■ **PROBLEM**
Report how many lines of the data contain the string "Step". Add nothing.

■ **Stored data**
*****

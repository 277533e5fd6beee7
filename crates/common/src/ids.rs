//! External identifier codec.
//!
//! Internal identifiers are 64-bit sequences. On the wire they carry a short
//! type prefix (`fn_42`, `fv_7`, `s_3`, `exp_19`) so callers cannot confuse a
//! funnel id with a version id.

use crate::error::AppError;

#[derive(Debug, Clone, Copy, PartialEq, Eq)]
pub enum IdKind {
    Funnel,
    FunnelVersion,
    Step,
    Publication,
    Export,
}

impl IdKind {
    pub fn prefix(self) -> &'static str {
        match self {
            IdKind::Funnel => "fn",
            IdKind::FunnelVersion => "fv",
            IdKind::Step => "s",
            IdKind::Publication => "fp",
            IdKind::Export => "exp",
        }
    }

    fn label(self) -> &'static str {
        match self {
            IdKind::Funnel => "funnel id",
            IdKind::FunnelVersion => "funnel version id",
            IdKind::Step => "step id",
            IdKind::Publication => "publication id",
            IdKind::Export => "export id",
        }
    }
}

/// Formats an internal id as its external representation, e.g. `fn_42`.
pub fn format_id(kind: IdKind, id: i64) -> String {
    format!("{}_{}", kind.prefix(), id)
}

/// Parses an external id back to the internal sequence value.
///
/// Rejects missing or mismatched prefixes and non-positive values.
pub fn parse_id(kind: IdKind, external: &str) -> Result<i64, AppError> {
    let expected = format!("{}_", kind.prefix());

    let digits = external.strip_prefix(&expected).ok_or_else(|| {
        AppError::Validation(format!(
            "Invalid {}: expected `{}<n>`, got `{}`",
            kind.label(),
            expected,
            external
        ))
    })?;

    let id: i64 = digits
        .parse()
        .map_err(|_| AppError::Validation(format!("Invalid {}: `{}`", kind.label(), external)))?;

    if id <= 0 {
        return Err(AppError::Validation(format!(
            "Invalid {}: `{}`",
            kind.label(),
            external
        )));
    }

    Ok(id)
}

#[cfg(test)]
mod tests {
    use super::*;

    #[test]
    fn round_trips() {
        for kind in [IdKind::Funnel, IdKind::FunnelVersion, IdKind::Step, IdKind::Export] {
            let external = format_id(kind, 42);
            assert_eq!(parse_id(kind, &external).unwrap(), 42);
        }
    }

    #[test]
    fn rejects_wrong_prefix() {
        assert!(parse_id(IdKind::Funnel, "fv_42").is_err());
        assert!(parse_id(IdKind::Funnel, "42").is_err());
    }

    #[test]
    fn rejects_non_positive_and_garbage() {
        assert!(parse_id(IdKind::Funnel, "fn_0").is_err());
        assert!(parse_id(IdKind::Funnel, "fn_-3").is_err());
        assert!(parse_id(IdKind::Funnel, "fn_abc").is_err());
    }
}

*****

■ **WRITTEN ANSWER**
4